Hay una regla de oro para medir el valor de las convicciones que uno postula y defiende: cuando esas convicciones coinciden exactamente con tus intereses personales --económicos, por ejemplo-- son poco de fiar.

Psicológicamente, es lógico y comprensible (¡y cómodo!) que uno crea en el relato que le beneficia, aunque intelectualmente diga muy poco bien de uno. Todos actuamos como el novelista que considera inteligentísimo al crítico literario que le elogia y subnormal al que minusvalora su obra. Y cuántos católicos de estricta observancia conocemos que abominaban del divorcio de los demás, hasta que ellos mismos tuvieron un problema conyugal y entonces les convino a ellos mismos divorciarse. En ese momento cambiaron sin problemas de convicciones en favor de las que más les convenían. Se volvieron de lo más liberales.

En este sentido, y a nivel colectivo, recuerdo el decisivo debate entre los cerebros económicos del PP y del PSOE en el año 2008. Manuel Pizarro era el anguloso heraldo de una catástrofe económica. Pedro Solbes, tranquilo hasta la placidez y tranquilizadoramente entrado en carnes, negaba los síntomas de la crisis, era solo una desaceleración asumible, y despachaba las profecías del cerebro económico del PP como jeremiadas. El debate lo ganó  por goleada Solbes, y Zapatero ganó las elecciones. Pero era el desagradable Pizarro el que estaba en lo cierto, como demostró, ay, la inmediata crisis económica, la más grave en muchas décadas.

Los que seguían por televisión el decisivo debate prefirieron creer que la tesis de Solbes era la acertada --creían que tenía la razón porque su discurso presentaba un futuro más amable que el otro--; dibujaba un futuro en el que se podían sentir razonablemente cómodos. Pizarro, en cambio, era un cenizo… pero resultó que estaba en lo cierto.

Respecto al problema del nacionalismo catalán nos encontramos que el Gobierno propone medidas para “desinflamarlo” y predica que el diálogo con los golpistas es necesario, como la única manera de encarar el conflicto con vistas a una resolución menos traumática.
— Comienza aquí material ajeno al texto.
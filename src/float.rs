use std::fmt::{Debug, Display};

use num_traits::{Float as NumFloat, FloatConst, FromPrimitive};

use crate::atomic::{ArgKind, AtomicFn};
use crate::dual::Dual;

/// Trait for types that can live in a tape's value slots.
///
/// Implemented for the base floats (`f32`, `f64`) and for [`Dual<F>`], which
/// is the value type of nested tapes (derivatives of derivatives). The
/// associated [`atomic_forward`](Value::atomic_forward) hook routes a tape's
/// atomic-call dispatch to the plain or the nested variant of [`AtomicFn`]
/// depending on the coefficient scalar.
pub trait Value:
    NumFloat
    + FloatConst
    + FromPrimitive
    + Copy
    + Send
    + Sync
    + Default
    + Debug
    + Display
    + 'static
{
    /// The underlying base float type (`Self` for `f32`/`f64`, `F` for `Dual<F>`).
    type Base: Float;

    /// Lift a base float into this value (constant at the nested level).
    fn from_base(val: Self::Base) -> Self;

    /// Extract the base (primal) component.
    fn base(self) -> Self::Base;

    /// Exact zero test, including any derivative components.
    ///
    /// `PartialEq` on `Dual` compares primal parts only, which is too weak
    /// for recording-time algebraic simplification.
    fn is_exact_zero(self) -> bool;

    /// Exact one test, including any derivative components.
    fn is_exact_one(self) -> bool;

    /// Dispatch an atomic call's Taylor propagation for this coefficient
    /// scalar: the plain variant for base floats, the nested variant for
    /// `Dual<F>`. Returns `false` when the atomic does not support the
    /// requested variant.
    fn atomic_forward(
        atomic: &dyn AtomicFn<Self::Base>,
        type_x: &[ArgKind],
        need_y: &[bool],
        order_low: usize,
        order_up: usize,
        taylor_x: &[Self],
        taylor_y: &mut Vec<Self>,
    ) -> bool;
}

/// Marker trait for base floating-point types (`f32`, `f64`).
///
/// Only primitive float types implement this — AD wrapper types do not.
pub trait Float: Value<Base = Self> {}

macro_rules! impl_value_for_float {
    ($f:ty) => {
        impl Value for $f {
            type Base = $f;

            #[inline]
            fn from_base(val: $f) -> Self {
                val
            }

            #[inline]
            fn base(self) -> $f {
                self
            }

            #[inline]
            fn is_exact_zero(self) -> bool {
                self == 0.0
            }

            #[inline]
            fn is_exact_one(self) -> bool {
                self == 1.0
            }

            fn atomic_forward(
                atomic: &dyn AtomicFn<$f>,
                type_x: &[ArgKind],
                need_y: &[bool],
                order_low: usize,
                order_up: usize,
                taylor_x: &[Self],
                taylor_y: &mut Vec<Self>,
            ) -> bool {
                atomic.forward(type_x, need_y, order_low, order_up, taylor_x, taylor_y)
            }
        }
    };
}

impl_value_for_float!(f32);
impl_value_for_float!(f64);

impl<F: Float> Value for Dual<F> {
    type Base = F;

    #[inline]
    fn from_base(val: F) -> Self {
        Dual::constant(val)
    }

    #[inline]
    fn base(self) -> F {
        self.re
    }

    #[inline]
    fn is_exact_zero(self) -> bool {
        self.re.is_exact_zero() && self.eps.is_exact_zero()
    }

    #[inline]
    fn is_exact_one(self) -> bool {
        self.re.is_exact_one() && self.eps.is_exact_zero()
    }

    fn atomic_forward(
        atomic: &dyn AtomicFn<F>,
        type_x: &[ArgKind],
        need_y: &[bool],
        order_low: usize,
        order_up: usize,
        taylor_x: &[Self],
        taylor_y: &mut Vec<Self>,
    ) -> bool {
        atomic.forward_nested(type_x, need_y, order_low, order_up, taylor_x, taylor_y)
    }
}

impl Float for f32 {}
impl Float for f64 {}
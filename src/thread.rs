//! Concurrency primitives: the parallel-region flag and per-thread slot
//! tables.

use std::cell::UnsafeCell;
use std::collections::HashMap;
use std::sync::atomic::{AtomicUsize, Ordering};
use std::sync::RwLock;
use std::thread::ThreadId;

static PARALLEL_REGIONS: AtomicUsize = AtomicUsize::new(0);

/// Whether any [`ParallelRegion`] guard is currently alive in the process.
///
/// Single-thread-only checkpoints use this to detect misuse; it is also the
/// precondition check of checkpoint construction. Drivers that run tapir
/// work on their own thread pools are expected to hold a guard for the
/// lifetime of the pool.
#[inline]
pub fn in_parallel() -> bool {
    PARALLEL_REGIONS.load(Ordering::Relaxed) > 0
}

/// RAII guard marking a region of parallel execution.
///
/// The crate's own rayon helpers enter one; tests use it as a concurrency
/// detector double.
pub struct ParallelRegion(());

impl ParallelRegion {
    pub fn enter() -> Self {
        PARALLEL_REGIONS.fetch_add(1, Ordering::Relaxed);
        ParallelRegion(())
    }
}

impl Drop for ParallelRegion {
    fn drop(&mut self) {
        PARALLEL_REGIONS.fetch_sub(1, Ordering::Relaxed);
    }
}

/// A lazily-populated table of per-thread slots owned by one object.
///
/// `lookup_or_insert` is the only operation: it resolves the calling
/// thread's slot, allocating it on first access (idempotent thereafter).
/// There is no locking around slot *contents*; the map lock covers only
/// the lookup/insert itself. Each slot is keyed by the creating thread's
/// id, and the caller contract forbids dereferencing another thread's
/// pointer.
pub(crate) struct ThreadSlots<T> {
    slots: RwLock<HashMap<ThreadId, Box<UnsafeCell<T>>>>,
}

impl<T: Default> ThreadSlots<T> {
    pub(crate) fn new() -> Self {
        ThreadSlots {
            slots: RwLock::new(HashMap::new()),
        }
    }

    /// Pointer to the calling thread's slot, allocated on first use.
    ///
    /// The pointer stays valid until the table is dropped (slots are boxed,
    /// so rehashing never moves them). Callers must only dereference it on
    /// the thread that obtained it.
    pub(crate) fn lookup_or_insert(&self) -> *mut T {
        let id = std::thread::current().id();
        if let Some(slot) = self.slots.read().unwrap().get(&id) {
            return slot.get();
        }
        let mut map = self.slots.write().unwrap();
        map.entry(id).or_insert_with(Default::default).get()
    }

    /// Number of threads that have allocated a slot.
    #[allow(dead_code)]
    pub(crate) fn len(&self) -> usize {
        self.slots.read().unwrap().len()
    }
}

// SAFETY: every slot is written and read only by the thread whose id keys
// it, so handing the table across threads cannot alias mutable state.
unsafe impl<T: Send> Send for ThreadSlots<T> {}
unsafe impl<T: Send> Sync for ThreadSlots<T> {}

#[cfg(test)]
mod tests {
    use super::*;

    #[test]
    fn region_guard_nests() {
        assert!(!in_parallel());
        {
            let _outer = ParallelRegion::enter();
            assert!(in_parallel());
            {
                let _inner = ParallelRegion::enter();
                assert!(in_parallel());
            }
            assert!(in_parallel());
        }
        assert!(!in_parallel());
    }

    #[test]
    fn slots_are_per_thread() {
        let table: ThreadSlots<u32> = ThreadSlots::new();
        let p1 = table.lookup_or_insert();
        let p2 = table.lookup_or_insert();
        assert_eq!(p1, p2);
        unsafe { *p1 = 7 };

        let p1_addr = p1 as usize;
        std::thread::scope(|s| {
            let table = &table;
            s.spawn(move || {
                let q = table.lookup_or_insert();
                assert_ne!(q as usize, p1_addr);
                // Fresh slot, default value.
                assert_eq!(unsafe { *q }, 0);
            });
        });
        assert_eq!(unsafe { *p1 }, 7);
        assert_eq!(table.len(), 2);
    }
}
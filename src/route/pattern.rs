//! Element Pattern Builder
//!
//! Turns the textual sub-pattern of a single grammar element into a
//! compiled regex anchored to one token, plus the ordered list of capture
//! names the element declares.
//!
//! A grammar element's sub-pattern is one of:
//!
//! ```text
//! settings                 literal (case-insensitive exact token)
//! (set|get|delete)         anonymous alternation
//! <rid>                    named capture of one token
//! <verb(set|get|delete)>   named capture restricted to an alternation
//! jira.project:<project>   key:value pair (either side any of the above)
//! ```
//!
//! Quantifier suffixes and bracketed groups are handled by the grammar
//! compiler before the rule text reaches this module.

use crate::route::error::GrammarError;
use once_cell::sync::Lazy;
use regex::Regex;
use std::ops::Range;

/// Classifier for literal rules: `settings`, `create-jira`, `foo.bar`, `+label`
static META_LITERAL: Lazy<Regex> = Lazy::new(|| Regex::new(r"^[\w.+-]+$").unwrap());

/// Classifier for anonymous alternations: `(set|get|delete|help)`
static META_ANON_FILTER: Lazy<Regex> = Lazy::new(|| Regex::new(r"^\(([\w.+|-]*)\)$").unwrap());

/// Classifier for bare named captures: `<rid>`
static META_NAMED_ARG: Lazy<Regex> = Lazy::new(|| Regex::new(r"^<(\w+)>$").unwrap());

/// Classifier for named captures with an alternation: `<verb(set|get)>`,
/// `<option(+label|commits|author)>`
static META_NAMED_ARG_FILTER: Lazy<Regex> =
    Lazy::new(|| Regex::new(r"^<(\w+)\(([\w.+|-]*)\)>$").unwrap());

/// Captures from matching one element pattern against one token.
#[derive(Debug, Clone, PartialEq, Eq)]
pub struct TokenCaptures {
    /// The full token text the pattern was matched against.
    pub text: String,
    /// Span of the match within the token.
    pub span: Range<usize>,
    /// Numbered capture groups (group 1 onward) in index order; `None` for
    /// groups that did not participate in the match.
    pub groups: Vec<Option<String>>,
    /// Participating named captures in declaration order.
    pub named: Vec<(String, String)>,
}

/// A compiled element pattern: an anchored regex over a single token plus
/// the capture names it declares. Immutable once built.
#[derive(Debug, Clone)]
pub struct ElementPattern {
    regex: Regex,
    group_names: Vec<String>,
}

impl ElementPattern {
    /// Compile a textual sub-pattern (see module docs for the forms).
    /// Matching is case-insensitive and anchored to the whole token,
    /// so `settings` matches the token `SETTINGS` but not `settingsx`.
    pub fn from_rule(rule: &str) -> Result<Self, GrammarError> {
        let source = rule_to_pattern_source(rule, RuleContext::Top)?;
        Self::from_anchored(format!("(?i)^{}$", source))
    }

    /// Compile a raw regex fragment from the explicit pattern-list form.
    /// The fragment may use `(?P<name>...)` named groups; it is anchored
    /// to the whole token but otherwise taken verbatim (case-sensitive).
    pub fn from_fragment(fragment: &str) -> Result<Self, GrammarError> {
        Self::from_anchored(format!("^(?:{})$", fragment))
    }

    fn from_anchored(pattern: String) -> Result<Self, GrammarError> {
        let regex =
            Regex::new(&pattern).map_err(|e| GrammarError::InvalidPattern(e.to_string()))?;
        let group_names = regex
            .capture_names()
            .flatten()
            .map(str::to_string)
            .collect();
        Ok(Self { regex, group_names })
    }

    /// Capture names declared by this pattern, in declaration order.
    pub fn group_names(&self) -> &[String] {
        &self.group_names
    }

    /// The compiled regex source, retained for diagnostics.
    pub fn as_str(&self) -> &str {
        self.regex.as_str()
    }

    /// Match this pattern against a single token.
    pub fn match_token(&self, token: &str) -> Option<TokenCaptures> {
        let caps = self.regex.captures(token)?;
        let full = caps.get(0)?;
        let groups = (1..caps.len())
            .map(|i| caps.get(i).map(|m| m.as_str().to_string()))
            .collect();
        let named = self
            .group_names
            .iter()
            .filter_map(|name| {
                caps.name(name)
                    .map(|m| (name.clone(), m.as_str().to_string()))
            })
            .collect();
        Some(TokenCaptures {
            text: token.to_string(),
            span: full.range(),
            groups,
            named,
        })
    }
}

/// Where a rule sits within its element. A bare `<name>` capture matches
/// any non-whitespace token on its own, but narrows to `[^:]+` inside a
/// key:value pair so the separating colon stays unambiguous. The one
/// exception is a value behind a *literal* key: there the key already
/// bounds the split, so the value may contain colons (`link:<link_url>`
/// capturing a URL).
#[derive(Debug, Clone, Copy, PartialEq, Eq)]
enum RuleContext {
    Top,
    Key,
    Value { literal_key: bool },
}

fn rule_to_pattern_source(rule: &str, context: RuleContext) -> Result<String, GrammarError> {
    if META_LITERAL.is_match(rule) {
        return Ok(format!("({})", regex::escape(rule)));
    }
    if let Some(caps) = META_ANON_FILTER.captures(rule) {
        let alts = split_alternatives(rule, &caps[1])?;
        return Ok(format!("({})", alts.join("|")));
    }
    if let Some(caps) = META_NAMED_ARG.captures(rule) {
        let charset = match context {
            RuleContext::Top | RuleContext::Value { literal_key: true } => r"\S+",
            RuleContext::Key | RuleContext::Value { literal_key: false } => "[^:]+",
        };
        return Ok(format!("(?P<{}>{})", &caps[1], charset));
    }
    if let Some(caps) = META_NAMED_ARG_FILTER.captures(rule) {
        let alts = split_alternatives(rule, &caps[2])?;
        return Ok(format!("(?P<{}>{})", &caps[1], alts.join("|")));
    }
    if context == RuleContext::Top {
        let splits: Vec<&str> = rule.split(':').collect();
        if splits.len() == 2 {
            let literal_key = META_LITERAL.is_match(splits[0]);
            let left = rule_to_pattern_source(splits[0], RuleContext::Key)?;
            let right = rule_to_pattern_source(splits[1], RuleContext::Value { literal_key })?;
            return Ok(format!("{}:{}", left, right));
        }
    }
    // A dangling open group reads better as an unbalance report than as a
    // generic syntax error.
    if rule.starts_with('(') || rule.starts_with('<') || rule.starts_with('[') {
        return Err(GrammarError::Unbalanced(rule.to_string()));
    }
    Err(GrammarError::InvalidRule(rule.to_string()))
}

/// Split and escape the interior of an alternation. Every alternative must
/// be non-empty.
fn split_alternatives(rule: &str, interior: &str) -> Result<Vec<String>, GrammarError> {
    let alts: Vec<&str> = interior.split('|').collect();
    if alts.iter().any(|a| a.is_empty()) {
        return Err(GrammarError::EmptyAlternation(rule.to_string()));
    }
    Ok(alts.iter().map(|a| regex::escape(a)).collect())
}
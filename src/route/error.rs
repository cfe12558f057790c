//! Error types for grammar compilation and command routing
//!
//! Compile-time problems (`GrammarError`) are fatal to the single
//! registration that triggered them and never surface at route time.
//! Route-time problems (`RouteError`) are surfaced to the `route_to`
//! caller; a grammar that almost matches is not an error.

use std::fmt;

/// Errors raised while compiling a grammar string or an explicit
/// pattern-fragment list into a `Grammar`.
#[derive(Debug, Clone, PartialEq, Eq)]
pub enum GrammarError {
    /// A bracket or paren group was opened but never closed, or closed
    /// without being opened.
    Unbalanced(String),
    /// A quantifier suffix with nothing to quantify (a unit that is only
    /// `?`, `*` or `+`).
    DanglingQuantifier(String),
    /// An alternation group with no alternatives, or with an empty
    /// alternative (`()`, `(a|)`).
    EmptyAlternation(String),
    /// A quantifier attached where none is allowed (inside a bracketed
    /// group, or on one side of a key:value colon).
    NestedQuantifier(String),
    /// A unit that fits none of the grammar forms.
    InvalidRule(String),
    /// An explicit regex fragment that the regex engine rejected.
    InvalidPattern(String),
}

impl fmt::Display for GrammarError {
    fn fmt(&self, f: &mut fmt::Formatter<'_>) -> fmt::Result {
        match self {
            GrammarError::Unbalanced(rule) => {
                write!(f, "unbalanced group in grammar unit '{}'", rule)
            }
            GrammarError::DanglingQuantifier(rule) => {
                write!(f, "quantifier with nothing to quantify: '{}'", rule)
            }
            GrammarError::EmptyAlternation(rule) => {
                write!(f, "empty alternation in grammar unit '{}'", rule)
            }
            GrammarError::NestedQuantifier(rule) => {
                write!(f, "quantifier not allowed inside '{}'", rule)
            }
            GrammarError::InvalidRule(rule) => {
                write!(f, "illegal routing syntax: '{}'", rule)
            }
            GrammarError::InvalidPattern(msg) => {
                write!(f, "invalid regex pattern: {}", msg)
            }
        }
    }
}

impl std::error::Error for GrammarError {}

/// Errors raised while routing a command.
#[derive(Debug, Clone, PartialEq, Eq)]
pub enum RouteError {
    /// No registered grammar concluded a match for the command. Carries
    /// the command text and the source text of every grammar considered.
    NoMatch {
        command: String,
        considered: Vec<String>,
    },
    /// The command text could not be tokenized (unterminated quote).
    InvalidCommand { command: String, reason: String },
}

impl fmt::Display for RouteError {
    fn fmt(&self, f: &mut fmt::Formatter<'_>) -> fmt::Result {
        match self {
            RouteError::NoMatch {
                command,
                considered,
            } => {
                write!(
                    f,
                    "no route found for '{}' ({} grammars considered)",
                    command,
                    considered.len()
                )
            }
            RouteError::InvalidCommand { command, reason } => {
                write!(f, "cannot tokenize command '{}': {}", command, reason)
            }
        }
    }
}

impl std::error::Error for RouteError {}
Y por eso vale la pena incluso cambiar las leyes, suavizarlas de manera que una acción retroactiva anule o rebaje de forma determinante sus penas. A esto lo llaman “desjudicializar el conflicto”.

Bueno, quizá. Aunque suene a fraude de ley y a pago de favores, a lo mejor el Gobierno tiene razón. Sucede que esta convicción dialogante y desinflamatoria coincide con asombrosa exactitud con los intereses de un Gobierno que aspira a seguir siéndolo apoyado en las fuerzas secesionistas, que son los apoyos con los que cuenta; y esto hasta el extremo de que algún observador desconfiado puede llegar a pensar --hay gente así de retorcida-- que esa política “desinflamatoria” tiene menos que ver con la verdad  o con la hipotética solución del conflicto que con el interés particular de quien la postula.

También por el otro lado, por el lado separatista, se ha puesto en circulación la idea del “diálogo”, pero precisamente cuando se ha visto que el otro camino solo conduce a la perdición. Han sido años de chulería, de amenazas de choques de trenes y de legitimidades, de hechos consumados, porque tenían prisa, porque estaban hartos ya de tanta “pedagogía” estéril. Ya habían “pasado pantalla”. Ahora esta reivindicación del diálogo y del pacto da toda la impresión de ser interesada.

¿Por qué lo llaman “desjudicializar” la política cuando quieren decir “impunidad” judicial?  A lo mejor habría que atribuir más credibilidad a las ideas, a las soluciones de lógica rigurosa pero incómoda. Incómoda incluso para quien las formula. Ya que son incómodas y desagradables es posible que sean certeras.